The organizers of the initiative refer in this respect to a number of provisions of primary law, pointing in particular to Article 9 TFEU, which establishes a horizontal obligation to take health protection into account in the definition and implementation of all Union policies and activities, and to Article 168 TFEU, which places an obligation on the Union to ensure a high level of human health protection and provides for supporting, coordinating and supplementary action, including the possibility of adopting so-called incentive measures in the area of public health protection and improvement. In the initiators’ argumentation, significant importance is also attached to Article 8 TFEU, which lays down the principle of eliminating inequalities and promoting equality between women and men in all the Union’s activities, as well as to the provisions of the Charter of Fundamental Rights of the European Union, in particular Article 1 (human dignity), Article 3 (right to physical and mental integrity) and Article 21 (prohibition of discrimination), which are intended to justify the claim that it is necessary to ensure genuine access to services in the area of so-called reproductive health, which, in the initiators’ view, would also include the possibility of obtaining an abortion, as part of the realization of fundamental rights.
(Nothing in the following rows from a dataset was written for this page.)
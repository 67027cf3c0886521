use std::collections::BTreeMap;

/// URL builder for a single IEX Cloud resource.
///
/// The resource path is appended to the base URL verbatim; symbols are not
/// validated or escaped. Query values are percent-encoded and keys are
/// emitted in sorted order.
#[derive(Debug, Clone, PartialEq, Eq)]
pub struct Endpoint {
    base_url: String,
    path: String,
    query: BTreeMap<&'static str, String>,
}

impl Endpoint {
    pub fn new(base_url: &str, path: impl Into<String>) -> Self {
        Self {
            base_url: base_url.to_owned(),
            path: path.into(),
            query: BTreeMap::new(),
        }
    }

    pub fn path(&self) -> &str {
        &self.path
    }

    /// Appends a `/segment` to the resource path.
    pub fn segment(mut self, segment: &str) -> Self {
        self.path.push('/');
        self.path.push_str(segment);
        self
    }

    pub fn param(mut self, name: &'static str, value: impl Into<String>) -> Self {
        self.query.insert(name, value.into());
        self
    }

    /// Adds `name=true` when set; a false flag is never sent.
    pub fn flag(self, name: &'static str, enabled: bool) -> Self {
        if enabled {
            self.param(name, "true")
        } else {
            self
        }
    }

    /// Adds a numeric parameter unless it is unset or zero.
    pub fn number(self, name: &'static str, value: Option<u32>) -> Self {
        match value {
            Some(value) if value > 0 => self.param(name, value.to_string()),
            _ => self,
        }
    }

    /// Adds a text parameter unless it is unset or empty.
    pub fn text(self, name: &'static str, value: Option<&str>) -> Self {
        match value {
            Some(value) if !value.is_empty() => self.param(name, value),
            _ => self,
        }
    }

    pub fn query_string(&self) -> String {
        self.query
            .iter()
            .map(|(name, value)| format!("{name}={}", urlencoding::encode(value)))
            .collect::<Vec<_>>()
            .join("&")
    }

    pub fn build(&self) -> String {
        let mut url = format!("{}{}", self.base_url, self.path);
        let query = self.query_string();
        if !query.is_empty() {
            url.push('?');
            url.push_str(&query);
        }
        url
    }
}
This line of argumentation, however, is primarily functional and teleological in nature and does not establish the existence of the Union’s competence to finance or to organize access to specific medical procedures in the Member States. According to Article 168(7) TFEU, primary responsibility for defining health policy and for the organization and financing of health care systems remains within the competence of the Member States, which means that the Union’s competences in this area are of a complementary nature and cannot lead to the harmonization of national rules concerning health care services. Likewise, Article 9 TFEU and Article 8 TFEU are horizontal clauses that strengthen the requirement to take health and equality considerations into account in Union policies; however, they do not in themselves constitute an autonomous competence-conferring legal basis for creating new financial obligations in the field of health care services. Consequently, although the set of treaty norms and fundamental rights invoked by the organizers may support value-based argumentation in favor of increasing the accessibility of health care services, which they also consider to include abortion, it does not eliminate the constraints arising from the explicit division of competences between the Union and the Member States in the area of health care.
Moreover, legal scholarship emphasizes that Article 168 TFEU reflects a compromise between the Member States that opposed conferring broad competences on the Union in the field of health and those that advocated their extension. As a result, a model with limited competence was adopted, focused on public health in the collective sense, rather than on the provision of healthcare services at the individual level.[18] This means that the Union’s competences primarily concern areas such as disease prevention, health promotion, scientific research, information exchange, and addressing epidemiological threats, but do not include the organization of health care systems or determining the scope of health care services available to citizens.[19]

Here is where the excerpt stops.